*Exercise requirements*
Report the number of lines in the data below that hold "DispatchStats", without any other words.

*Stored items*
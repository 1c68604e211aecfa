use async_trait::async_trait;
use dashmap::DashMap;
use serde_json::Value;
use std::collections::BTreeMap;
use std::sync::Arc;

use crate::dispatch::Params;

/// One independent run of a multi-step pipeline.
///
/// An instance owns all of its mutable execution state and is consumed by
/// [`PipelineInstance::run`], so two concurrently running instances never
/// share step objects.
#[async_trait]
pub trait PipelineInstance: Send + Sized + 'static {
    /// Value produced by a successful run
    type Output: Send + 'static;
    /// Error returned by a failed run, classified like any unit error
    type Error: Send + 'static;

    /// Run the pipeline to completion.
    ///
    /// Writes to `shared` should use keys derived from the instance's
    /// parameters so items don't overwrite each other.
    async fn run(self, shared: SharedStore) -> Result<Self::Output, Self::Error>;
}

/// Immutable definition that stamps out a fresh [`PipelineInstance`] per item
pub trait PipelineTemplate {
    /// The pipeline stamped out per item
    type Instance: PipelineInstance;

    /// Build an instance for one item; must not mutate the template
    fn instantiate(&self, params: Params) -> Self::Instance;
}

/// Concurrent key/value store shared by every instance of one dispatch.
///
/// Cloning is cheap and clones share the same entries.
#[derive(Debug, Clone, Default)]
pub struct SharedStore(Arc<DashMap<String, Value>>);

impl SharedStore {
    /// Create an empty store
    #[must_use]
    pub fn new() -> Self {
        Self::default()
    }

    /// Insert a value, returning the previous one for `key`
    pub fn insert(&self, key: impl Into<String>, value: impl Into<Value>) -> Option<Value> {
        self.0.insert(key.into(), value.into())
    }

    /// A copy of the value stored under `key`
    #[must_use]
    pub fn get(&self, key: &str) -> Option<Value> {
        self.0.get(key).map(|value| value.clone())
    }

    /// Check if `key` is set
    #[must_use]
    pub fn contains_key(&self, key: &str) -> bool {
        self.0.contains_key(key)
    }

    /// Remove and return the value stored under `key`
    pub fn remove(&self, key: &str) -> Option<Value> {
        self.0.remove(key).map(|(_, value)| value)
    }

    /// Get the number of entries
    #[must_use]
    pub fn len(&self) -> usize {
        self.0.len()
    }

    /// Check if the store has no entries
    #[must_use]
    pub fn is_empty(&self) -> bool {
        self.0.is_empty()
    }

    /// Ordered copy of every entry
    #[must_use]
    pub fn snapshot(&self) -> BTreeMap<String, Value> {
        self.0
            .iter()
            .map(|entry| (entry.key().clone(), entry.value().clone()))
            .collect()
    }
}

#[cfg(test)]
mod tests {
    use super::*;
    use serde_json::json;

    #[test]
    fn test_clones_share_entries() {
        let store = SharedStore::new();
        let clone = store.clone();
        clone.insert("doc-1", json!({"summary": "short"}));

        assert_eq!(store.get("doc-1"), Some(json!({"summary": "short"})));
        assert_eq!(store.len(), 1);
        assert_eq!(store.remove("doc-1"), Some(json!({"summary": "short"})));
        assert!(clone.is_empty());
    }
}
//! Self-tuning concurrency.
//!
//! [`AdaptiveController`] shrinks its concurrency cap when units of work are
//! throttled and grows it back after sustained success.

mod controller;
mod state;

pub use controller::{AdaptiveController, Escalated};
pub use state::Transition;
...
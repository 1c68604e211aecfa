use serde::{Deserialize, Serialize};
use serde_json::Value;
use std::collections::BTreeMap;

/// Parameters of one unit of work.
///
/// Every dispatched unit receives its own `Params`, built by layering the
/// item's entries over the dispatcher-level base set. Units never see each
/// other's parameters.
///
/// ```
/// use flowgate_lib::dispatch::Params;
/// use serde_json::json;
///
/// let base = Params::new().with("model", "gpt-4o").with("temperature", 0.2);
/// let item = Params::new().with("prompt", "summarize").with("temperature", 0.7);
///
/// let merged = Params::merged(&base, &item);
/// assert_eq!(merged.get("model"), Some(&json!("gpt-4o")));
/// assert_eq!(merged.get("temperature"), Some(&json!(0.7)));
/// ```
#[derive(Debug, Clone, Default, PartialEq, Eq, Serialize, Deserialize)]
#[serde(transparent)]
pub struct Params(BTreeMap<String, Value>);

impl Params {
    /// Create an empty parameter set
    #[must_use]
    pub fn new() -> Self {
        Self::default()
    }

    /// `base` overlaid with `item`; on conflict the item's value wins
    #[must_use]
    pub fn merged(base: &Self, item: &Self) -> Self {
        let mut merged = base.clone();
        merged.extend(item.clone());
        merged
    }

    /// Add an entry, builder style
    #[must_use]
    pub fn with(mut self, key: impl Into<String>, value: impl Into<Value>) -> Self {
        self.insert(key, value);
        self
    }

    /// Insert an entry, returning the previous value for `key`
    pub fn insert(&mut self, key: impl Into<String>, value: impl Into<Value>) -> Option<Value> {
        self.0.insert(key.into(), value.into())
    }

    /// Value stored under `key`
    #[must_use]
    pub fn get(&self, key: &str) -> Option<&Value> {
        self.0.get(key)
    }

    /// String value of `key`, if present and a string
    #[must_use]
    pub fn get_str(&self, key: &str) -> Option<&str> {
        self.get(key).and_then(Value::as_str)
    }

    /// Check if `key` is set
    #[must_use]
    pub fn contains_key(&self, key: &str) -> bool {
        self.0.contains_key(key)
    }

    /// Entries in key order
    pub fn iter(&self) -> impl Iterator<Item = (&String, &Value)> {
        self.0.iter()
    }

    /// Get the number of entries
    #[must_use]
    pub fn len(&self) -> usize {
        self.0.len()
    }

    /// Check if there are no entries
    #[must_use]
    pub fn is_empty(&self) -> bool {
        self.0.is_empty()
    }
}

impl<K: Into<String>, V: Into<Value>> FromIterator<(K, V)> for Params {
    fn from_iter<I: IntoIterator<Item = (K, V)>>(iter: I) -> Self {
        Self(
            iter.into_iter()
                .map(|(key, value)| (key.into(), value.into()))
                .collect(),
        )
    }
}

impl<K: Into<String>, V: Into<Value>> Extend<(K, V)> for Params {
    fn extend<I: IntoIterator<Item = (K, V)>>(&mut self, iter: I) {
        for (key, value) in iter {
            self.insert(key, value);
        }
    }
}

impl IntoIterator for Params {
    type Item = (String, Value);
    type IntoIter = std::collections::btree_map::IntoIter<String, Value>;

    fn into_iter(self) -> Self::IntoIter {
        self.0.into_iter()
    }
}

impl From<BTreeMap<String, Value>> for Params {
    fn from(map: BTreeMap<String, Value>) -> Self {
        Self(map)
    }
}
==
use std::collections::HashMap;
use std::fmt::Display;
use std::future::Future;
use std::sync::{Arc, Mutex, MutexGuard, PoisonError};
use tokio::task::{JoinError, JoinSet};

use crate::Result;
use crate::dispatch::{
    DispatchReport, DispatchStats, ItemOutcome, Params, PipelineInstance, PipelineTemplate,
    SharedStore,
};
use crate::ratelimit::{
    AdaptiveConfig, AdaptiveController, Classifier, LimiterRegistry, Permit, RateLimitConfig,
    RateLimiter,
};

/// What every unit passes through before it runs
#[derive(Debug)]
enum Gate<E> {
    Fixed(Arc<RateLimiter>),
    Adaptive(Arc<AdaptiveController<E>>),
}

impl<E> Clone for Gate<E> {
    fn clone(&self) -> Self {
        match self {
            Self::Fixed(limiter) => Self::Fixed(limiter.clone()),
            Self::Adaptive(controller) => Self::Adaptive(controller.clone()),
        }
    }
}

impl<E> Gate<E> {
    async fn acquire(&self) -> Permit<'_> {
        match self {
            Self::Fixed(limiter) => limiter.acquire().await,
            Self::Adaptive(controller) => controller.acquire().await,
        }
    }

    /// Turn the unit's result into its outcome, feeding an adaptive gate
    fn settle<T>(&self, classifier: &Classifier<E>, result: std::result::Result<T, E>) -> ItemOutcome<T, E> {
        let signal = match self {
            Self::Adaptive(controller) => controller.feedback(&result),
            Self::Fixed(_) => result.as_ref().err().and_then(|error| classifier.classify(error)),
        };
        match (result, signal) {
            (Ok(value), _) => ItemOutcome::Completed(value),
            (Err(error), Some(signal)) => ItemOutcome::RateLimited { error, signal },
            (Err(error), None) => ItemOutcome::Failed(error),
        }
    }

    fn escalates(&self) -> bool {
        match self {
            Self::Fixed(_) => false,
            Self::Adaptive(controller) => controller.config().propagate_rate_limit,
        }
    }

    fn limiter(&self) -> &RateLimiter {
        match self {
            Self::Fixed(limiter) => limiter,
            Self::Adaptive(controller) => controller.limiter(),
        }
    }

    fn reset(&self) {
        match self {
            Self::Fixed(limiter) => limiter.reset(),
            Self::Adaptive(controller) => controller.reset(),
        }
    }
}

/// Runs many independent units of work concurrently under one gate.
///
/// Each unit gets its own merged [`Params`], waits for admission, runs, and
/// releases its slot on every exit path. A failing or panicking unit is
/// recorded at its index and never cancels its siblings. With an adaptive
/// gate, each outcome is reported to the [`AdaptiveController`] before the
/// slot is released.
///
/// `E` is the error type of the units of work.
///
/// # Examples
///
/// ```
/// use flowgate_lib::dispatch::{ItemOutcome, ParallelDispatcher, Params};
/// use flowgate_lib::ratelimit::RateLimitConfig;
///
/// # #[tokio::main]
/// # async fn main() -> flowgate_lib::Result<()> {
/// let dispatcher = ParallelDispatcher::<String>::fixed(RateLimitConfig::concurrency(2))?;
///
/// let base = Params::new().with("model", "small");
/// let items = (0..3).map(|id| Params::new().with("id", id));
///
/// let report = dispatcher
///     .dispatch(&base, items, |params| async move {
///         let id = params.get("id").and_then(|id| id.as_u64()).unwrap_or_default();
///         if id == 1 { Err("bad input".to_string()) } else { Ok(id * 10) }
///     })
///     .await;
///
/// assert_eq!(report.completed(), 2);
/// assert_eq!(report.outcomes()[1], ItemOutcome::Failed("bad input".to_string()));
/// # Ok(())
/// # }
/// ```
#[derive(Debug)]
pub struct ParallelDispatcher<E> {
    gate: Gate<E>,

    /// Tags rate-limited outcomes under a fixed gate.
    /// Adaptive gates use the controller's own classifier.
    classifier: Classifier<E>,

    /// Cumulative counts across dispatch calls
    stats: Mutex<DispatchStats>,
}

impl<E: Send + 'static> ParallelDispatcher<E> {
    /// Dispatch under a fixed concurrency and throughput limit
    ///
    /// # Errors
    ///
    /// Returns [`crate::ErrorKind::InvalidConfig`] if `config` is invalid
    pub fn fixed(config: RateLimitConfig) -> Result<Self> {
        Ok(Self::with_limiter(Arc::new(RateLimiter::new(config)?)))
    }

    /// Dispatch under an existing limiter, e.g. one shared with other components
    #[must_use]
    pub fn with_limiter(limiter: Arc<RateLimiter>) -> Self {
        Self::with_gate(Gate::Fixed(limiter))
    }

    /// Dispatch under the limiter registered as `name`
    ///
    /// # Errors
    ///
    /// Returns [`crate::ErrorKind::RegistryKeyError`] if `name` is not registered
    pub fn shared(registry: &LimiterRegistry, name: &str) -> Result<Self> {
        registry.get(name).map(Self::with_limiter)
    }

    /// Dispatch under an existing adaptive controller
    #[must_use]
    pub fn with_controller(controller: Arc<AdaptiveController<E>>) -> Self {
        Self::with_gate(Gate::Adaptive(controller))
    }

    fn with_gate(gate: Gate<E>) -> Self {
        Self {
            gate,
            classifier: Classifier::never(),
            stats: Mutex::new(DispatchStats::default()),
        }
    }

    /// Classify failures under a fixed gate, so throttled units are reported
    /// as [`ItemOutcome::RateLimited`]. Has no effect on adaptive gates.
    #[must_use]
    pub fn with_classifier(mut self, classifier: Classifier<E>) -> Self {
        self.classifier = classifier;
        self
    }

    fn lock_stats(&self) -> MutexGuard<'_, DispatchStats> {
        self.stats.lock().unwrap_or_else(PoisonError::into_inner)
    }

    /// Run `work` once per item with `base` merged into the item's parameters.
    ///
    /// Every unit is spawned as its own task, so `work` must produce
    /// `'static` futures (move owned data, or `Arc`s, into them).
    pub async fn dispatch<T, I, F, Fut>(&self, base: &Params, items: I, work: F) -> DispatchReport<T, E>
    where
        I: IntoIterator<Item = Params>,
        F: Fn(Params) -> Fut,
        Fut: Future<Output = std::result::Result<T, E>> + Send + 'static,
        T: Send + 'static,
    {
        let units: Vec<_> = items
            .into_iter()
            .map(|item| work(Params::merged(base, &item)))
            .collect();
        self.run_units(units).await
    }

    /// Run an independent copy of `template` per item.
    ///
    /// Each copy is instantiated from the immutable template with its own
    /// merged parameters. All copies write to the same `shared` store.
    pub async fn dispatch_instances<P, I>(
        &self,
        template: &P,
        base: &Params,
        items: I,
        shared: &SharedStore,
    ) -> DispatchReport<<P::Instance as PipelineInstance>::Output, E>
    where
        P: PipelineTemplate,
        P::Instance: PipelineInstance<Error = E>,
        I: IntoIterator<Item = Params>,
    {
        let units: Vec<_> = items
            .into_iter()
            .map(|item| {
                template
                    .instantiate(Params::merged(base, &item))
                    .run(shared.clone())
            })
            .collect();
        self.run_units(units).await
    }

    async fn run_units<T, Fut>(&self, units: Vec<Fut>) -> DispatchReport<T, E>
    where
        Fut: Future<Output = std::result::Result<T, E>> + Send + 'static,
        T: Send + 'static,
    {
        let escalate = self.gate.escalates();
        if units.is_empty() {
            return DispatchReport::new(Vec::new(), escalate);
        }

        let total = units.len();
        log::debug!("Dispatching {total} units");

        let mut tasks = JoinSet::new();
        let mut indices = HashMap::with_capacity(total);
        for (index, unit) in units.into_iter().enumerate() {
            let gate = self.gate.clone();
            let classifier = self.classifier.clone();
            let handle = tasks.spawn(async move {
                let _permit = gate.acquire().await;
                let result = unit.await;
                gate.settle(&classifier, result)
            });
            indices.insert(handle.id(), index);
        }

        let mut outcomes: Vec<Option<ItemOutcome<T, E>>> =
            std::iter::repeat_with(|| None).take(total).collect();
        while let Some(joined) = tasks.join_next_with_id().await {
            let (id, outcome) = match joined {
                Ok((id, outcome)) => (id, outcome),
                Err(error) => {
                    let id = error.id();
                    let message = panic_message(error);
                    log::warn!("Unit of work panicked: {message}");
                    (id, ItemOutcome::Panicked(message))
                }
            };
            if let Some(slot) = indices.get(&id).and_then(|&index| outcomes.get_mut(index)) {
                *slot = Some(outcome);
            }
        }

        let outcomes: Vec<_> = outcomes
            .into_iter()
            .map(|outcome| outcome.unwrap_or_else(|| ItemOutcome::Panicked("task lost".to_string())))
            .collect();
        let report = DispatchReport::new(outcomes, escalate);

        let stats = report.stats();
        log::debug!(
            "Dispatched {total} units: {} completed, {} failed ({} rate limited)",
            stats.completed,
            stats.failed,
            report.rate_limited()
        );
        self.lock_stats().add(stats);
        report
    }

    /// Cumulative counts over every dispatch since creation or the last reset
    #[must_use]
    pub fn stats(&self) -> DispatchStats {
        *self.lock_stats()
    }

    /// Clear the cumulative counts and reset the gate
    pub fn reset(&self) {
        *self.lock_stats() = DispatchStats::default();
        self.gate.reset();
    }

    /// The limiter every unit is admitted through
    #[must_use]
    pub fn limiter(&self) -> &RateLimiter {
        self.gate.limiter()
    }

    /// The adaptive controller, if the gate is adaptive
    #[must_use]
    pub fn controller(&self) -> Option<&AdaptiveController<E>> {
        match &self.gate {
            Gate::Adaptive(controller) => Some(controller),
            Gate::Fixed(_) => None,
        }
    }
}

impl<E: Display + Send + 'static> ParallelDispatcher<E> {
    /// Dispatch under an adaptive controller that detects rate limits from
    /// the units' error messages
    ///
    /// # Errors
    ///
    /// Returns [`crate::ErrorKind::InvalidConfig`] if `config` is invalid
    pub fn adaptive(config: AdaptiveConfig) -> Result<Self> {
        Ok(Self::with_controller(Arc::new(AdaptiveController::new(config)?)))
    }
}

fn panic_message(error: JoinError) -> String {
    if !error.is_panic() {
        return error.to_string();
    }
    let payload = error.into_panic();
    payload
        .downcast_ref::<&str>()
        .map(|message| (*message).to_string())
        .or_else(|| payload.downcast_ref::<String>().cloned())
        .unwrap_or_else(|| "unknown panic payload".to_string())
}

*Final answer*
6